→ **GOAL OF THE EXERCISE**
Search the entries for the word "redacted" and pull out each line that has it.
** Opening DATA SHOWN block **
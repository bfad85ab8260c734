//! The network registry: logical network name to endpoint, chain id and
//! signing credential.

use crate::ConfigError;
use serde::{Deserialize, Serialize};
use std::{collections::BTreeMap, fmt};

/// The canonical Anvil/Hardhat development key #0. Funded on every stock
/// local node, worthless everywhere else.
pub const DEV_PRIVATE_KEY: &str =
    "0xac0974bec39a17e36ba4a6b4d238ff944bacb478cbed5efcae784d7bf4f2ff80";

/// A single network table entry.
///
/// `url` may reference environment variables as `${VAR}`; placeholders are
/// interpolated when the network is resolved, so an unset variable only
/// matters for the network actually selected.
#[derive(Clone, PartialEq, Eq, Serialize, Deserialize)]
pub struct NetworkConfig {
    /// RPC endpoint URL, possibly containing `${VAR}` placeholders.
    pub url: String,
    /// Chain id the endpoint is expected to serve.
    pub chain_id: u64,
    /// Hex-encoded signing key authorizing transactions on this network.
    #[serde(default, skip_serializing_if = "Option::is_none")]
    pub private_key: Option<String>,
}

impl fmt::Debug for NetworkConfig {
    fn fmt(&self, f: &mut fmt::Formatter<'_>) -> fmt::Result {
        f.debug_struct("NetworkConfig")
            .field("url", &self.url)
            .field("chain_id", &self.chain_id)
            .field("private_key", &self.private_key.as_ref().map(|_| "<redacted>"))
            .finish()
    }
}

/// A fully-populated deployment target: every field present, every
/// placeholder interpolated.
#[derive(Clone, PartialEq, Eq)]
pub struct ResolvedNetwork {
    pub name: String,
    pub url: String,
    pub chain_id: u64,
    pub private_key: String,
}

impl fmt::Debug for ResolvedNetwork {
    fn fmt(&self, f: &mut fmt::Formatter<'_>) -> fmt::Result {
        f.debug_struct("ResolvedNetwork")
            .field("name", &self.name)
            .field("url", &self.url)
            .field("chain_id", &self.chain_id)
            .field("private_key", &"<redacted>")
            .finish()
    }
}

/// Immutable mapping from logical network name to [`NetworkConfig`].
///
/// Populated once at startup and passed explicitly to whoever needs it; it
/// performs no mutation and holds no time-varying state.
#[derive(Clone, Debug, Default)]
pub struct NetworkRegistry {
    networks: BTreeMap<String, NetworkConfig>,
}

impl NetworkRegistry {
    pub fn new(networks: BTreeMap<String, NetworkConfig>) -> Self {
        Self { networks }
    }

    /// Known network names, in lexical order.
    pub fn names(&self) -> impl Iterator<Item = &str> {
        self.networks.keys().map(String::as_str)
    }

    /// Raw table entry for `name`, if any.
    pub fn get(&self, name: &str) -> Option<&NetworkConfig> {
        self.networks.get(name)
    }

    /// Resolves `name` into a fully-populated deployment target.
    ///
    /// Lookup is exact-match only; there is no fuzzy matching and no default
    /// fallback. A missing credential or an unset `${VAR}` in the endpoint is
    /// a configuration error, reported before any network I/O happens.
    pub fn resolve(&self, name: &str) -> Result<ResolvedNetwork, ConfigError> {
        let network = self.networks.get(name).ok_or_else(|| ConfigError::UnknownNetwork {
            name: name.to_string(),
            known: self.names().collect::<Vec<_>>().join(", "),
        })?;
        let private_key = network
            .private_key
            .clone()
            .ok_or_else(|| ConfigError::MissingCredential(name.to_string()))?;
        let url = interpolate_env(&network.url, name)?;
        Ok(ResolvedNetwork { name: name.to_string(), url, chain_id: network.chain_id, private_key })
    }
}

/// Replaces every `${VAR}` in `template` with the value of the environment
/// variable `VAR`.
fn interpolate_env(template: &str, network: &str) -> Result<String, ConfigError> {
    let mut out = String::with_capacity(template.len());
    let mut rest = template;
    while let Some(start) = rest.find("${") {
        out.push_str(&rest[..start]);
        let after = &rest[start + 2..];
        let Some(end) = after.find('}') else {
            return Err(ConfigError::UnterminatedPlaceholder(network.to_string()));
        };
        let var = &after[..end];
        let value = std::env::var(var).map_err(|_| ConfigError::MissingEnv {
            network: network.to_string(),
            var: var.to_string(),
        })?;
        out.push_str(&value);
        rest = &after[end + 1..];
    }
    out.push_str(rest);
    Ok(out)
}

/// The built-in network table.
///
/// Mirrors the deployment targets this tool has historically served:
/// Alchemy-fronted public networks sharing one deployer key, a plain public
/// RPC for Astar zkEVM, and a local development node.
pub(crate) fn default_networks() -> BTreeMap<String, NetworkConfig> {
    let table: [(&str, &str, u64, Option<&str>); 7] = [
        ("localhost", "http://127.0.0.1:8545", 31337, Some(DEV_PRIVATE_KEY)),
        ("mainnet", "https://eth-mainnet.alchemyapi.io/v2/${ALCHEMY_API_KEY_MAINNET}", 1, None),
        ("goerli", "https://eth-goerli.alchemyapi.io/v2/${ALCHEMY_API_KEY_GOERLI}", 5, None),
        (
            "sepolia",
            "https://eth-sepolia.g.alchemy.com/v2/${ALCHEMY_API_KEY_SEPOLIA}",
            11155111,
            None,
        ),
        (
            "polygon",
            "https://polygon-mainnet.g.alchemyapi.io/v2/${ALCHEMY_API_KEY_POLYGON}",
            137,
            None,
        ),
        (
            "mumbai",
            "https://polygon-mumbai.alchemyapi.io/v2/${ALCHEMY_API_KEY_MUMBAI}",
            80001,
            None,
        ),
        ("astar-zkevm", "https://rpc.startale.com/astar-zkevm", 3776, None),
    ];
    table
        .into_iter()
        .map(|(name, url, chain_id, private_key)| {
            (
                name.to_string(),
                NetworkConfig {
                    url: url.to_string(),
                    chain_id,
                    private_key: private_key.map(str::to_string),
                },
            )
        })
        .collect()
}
** Closing DATA SHOWN block **
→ **SOLUTION BELOW**
            .field("private_key", &self.private_key.as_ref().map(|_| "<redacted>"))
            .field("private_key", &"<redacted>")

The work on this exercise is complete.